use std::fs;
use std::process;

use clap::Parser;

use terrain_grid::ascii::{self, AsciiMode, AsciiRenderer};
use terrain_grid::config::GridConfig;
use terrain_grid::editor::{Editor, ScriptStep};
use terrain_grid::grid::Grid;
use terrain_grid::ChunkRenderer;

#[derive(Parser, Debug)]
#[command(name = "terrain_editor")]
#[command(about = "Apply scripted edits to a terrain grid and preview the result")]
struct Args {
    /// Grid config file (JSON). Missing fields use defaults.
    #[arg(short, long)]
    config: Option<String>,

    /// Width of the grid in cells
    #[arg(short = 'W', long)]
    width: Option<usize>,

    /// Height of the grid in cells
    #[arg(short = 'H', long)]
    height: Option<usize>,

    /// Seed for decoration placement hashing
    #[arg(short, long)]
    seed: Option<u64>,

    /// Edit script (JSON list of { "x", "z", "command" } steps)
    #[arg(long)]
    script: Option<String>,

    /// View to print: elevation, water, rivers, roads or chunks
    #[arg(short, long, default_value = "elevation")]
    mode: String,

    /// Edit single corners without moving the cells that share them
    #[arg(long)]
    allow_cliffs: bool,

    /// Brush size in cells
    #[arg(short, long, default_value = "1")]
    brush: usize,

    /// Print the legend for the chosen view
    #[arg(long)]
    legend: bool,
}

fn load_config(args: &Args) -> GridConfig {
    let mut config = match &args.config {
        Some(path) => match GridConfig::load(path) {
            Ok(config) => config,
            Err(e) => {
                eprintln!("Failed to load config {}: {}", path, e);
                process::exit(1);
            }
        },
        None => GridConfig::default(),
    };
    if let Some(width) = args.width {
        config.width = width;
    }
    if let Some(height) = args.height {
        config.height = height;
    }
    if let Some(seed) = args.seed {
        config.placement_seed = seed;
    }
    config
}

fn load_script(path: &str) -> Vec<ScriptStep> {
    let text = match fs::read_to_string(path) {
        Ok(text) => text,
        Err(e) => {
            eprintln!("Failed to read script {}: {}", path, e);
            process::exit(1);
        }
    };
    match serde_json::from_str(&text) {
        Ok(steps) => steps,
        Err(e) => {
            eprintln!("Failed to parse script {}: {}", path, e);
            process::exit(1);
        }
    }
}

fn main() {
    env_logger::init();
    let args = Args::parse();

    let Some(mode) = AsciiMode::from_name(&args.mode) else {
        let names: Vec<&str> = AsciiMode::all().iter().map(|m| m.name()).collect();
        eprintln!("Unknown view '{}', expected one of: {}", args.mode, names.join(", "));
        process::exit(1);
    };

    let config = load_config(&args);
    println!("Grid size: {}x{}", config.width, config.height);
    println!(
        "Chunk size: {}x{}, max road slope {}",
        config.chunk_width, config.chunk_height, config.max_road_slope
    );

    let mut grid = match Grid::build(config) {
        Ok(grid) => grid,
        Err(e) => {
            eprintln!("Invalid grid config: {}", e);
            process::exit(1);
        }
    };

    // Draw every chunk once so the canvas starts complete.
    let mut renderer = AsciiRenderer::new(grid.width(), grid.height(), mode);
    for chunk in grid.chunks() {
        renderer.rebuild(chunk, &grid);
    }

    if let Some(path) = &args.script {
        let steps = load_script(path);
        let editor = Editor {
            allow_cliffs: args.allow_cliffs,
            brush_size: args.brush,
        };
        println!("Applying {} edit steps...", steps.len());
        let report = editor.run_script(&mut grid, &steps);
        println!("Applied {} edits, rejected {}", report.applied, report.rejected);

        let rebuilt = grid.rebuild_dirty_chunks(&mut renderer);
        println!("Rebuilt {} of {} chunks", rebuilt, grid.chunks().len());
    }

    println!();
    println!("=== {} ===", mode.name().to_uppercase());
    print!("{}", renderer.render());
    if args.legend {
        print!("{}", ascii::legend(mode));
    }
}

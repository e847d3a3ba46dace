//! Deterministic placement hashing for decorations
//!
//! The decoration placer picks prefab variants and rotations from a hash of
//! the world position. Values come from a seeded table so the same position
//! always yields the same pair for the lifetime of a grid.

use noise::{NoiseFn, Perlin, Seedable};
use rand::{Rng, SeedableRng};
use rand_chacha::ChaCha8Rng;

use crate::coords::{WorldPosition, CELL_SIZE};

/// Side length of the hash table in samples.
pub const HASH_GRID_SIZE: usize = 256;

/// Samples per world unit.
pub const HASH_GRID_SCALE: f32 = 0.25;

/// Maximum jitter applied by `perturb`, in world units.
const PERTURB_MAGNITUDE: f32 = 0.25;
const PERTURB_FREQUENCY: f64 = 100.0 / 16.0;
const PERTURB_Z_OFFSET: f64 = 130.0;

/// Pseudo-random pair, both in [0, 1).
#[derive(Clone, Copy, Debug, Default, PartialEq)]
pub struct PlacementHash {
    /// Variant selector
    pub a: f32,
    /// Rotation selector
    pub b: f32,
}

impl PlacementHash {
    /// Index into a list of `count` variants.
    pub fn variant(&self, count: usize) -> usize {
        ((self.a * count as f32) as usize).min(count.saturating_sub(1))
    }

    /// Rotation snapped to quarter turns, in degrees.
    pub fn quarter_turn(&self) -> f32 {
        90.0 * (self.b * 4.0).round()
    }

    /// Free rotation in degrees.
    pub fn rotation(&self) -> f32 {
        360.0 * self.b
    }
}

/// Seeded table of placement hashes, tiled over the world.
pub struct HashGrid {
    samples: Vec<PlacementHash>,
    noise: Perlin,
}

impl HashGrid {
    pub fn new(seed: u64) -> Self {
        let mut rng = ChaCha8Rng::seed_from_u64(seed);
        let samples = (0..HASH_GRID_SIZE * HASH_GRID_SIZE)
            .map(|_| PlacementHash {
                a: rng.gen::<f32>(),
                b: rng.gen::<f32>(),
            })
            .collect();
        Self {
            samples,
            noise: Perlin::new(1).set_seed(seed as u32),
        }
    }

    pub fn sample(&self, position: WorldPosition) -> PlacementHash {
        let x = ((position.x * HASH_GRID_SCALE).floor() as i64).rem_euclid(HASH_GRID_SIZE as i64) as usize;
        let z = ((position.z * HASH_GRID_SCALE).floor() as i64).rem_euclid(HASH_GRID_SIZE as i64) as usize;
        self.samples[x + z * HASH_GRID_SIZE]
    }

    /// Jitter a decoration position with smooth noise so rows of props do not
    /// line up. Height is left alone.
    pub fn perturb(&self, position: WorldPosition) -> WorldPosition {
        let sx = position.x as f64 / CELL_SIZE as f64 * PERTURB_FREQUENCY;
        let sz = position.z as f64 / CELL_SIZE as f64 * PERTURB_FREQUENCY;
        let zx = (position.x as f64 + PERTURB_Z_OFFSET) / CELL_SIZE as f64 * PERTURB_FREQUENCY;
        let zz = (position.z as f64 + PERTURB_Z_OFFSET) / CELL_SIZE as f64 * PERTURB_FREQUENCY;

        // Perlin output is in [-1, 1]; shift to [0, 1] before scaling.
        let dx = (self.noise.get([sx, sz]) * 0.5 + 0.5).clamp(0.0, 1.0) as f32;
        let dz = (self.noise.get([zx, zz]) * 0.5 + 0.5).clamp(0.0, 1.0) as f32;
        WorldPosition::new(
            position.x + PERTURB_MAGNITUDE * dx,
            position.y,
            position.z + PERTURB_MAGNITUDE * dz,
        )
    }
}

Activity – Each line of the data that holds the word "Option" should be copied.

Result below –
    config: Option<String>,
    width: Option<usize>,
    height: Option<usize>,
    seed: Option<u64>,
    script: Option<String>,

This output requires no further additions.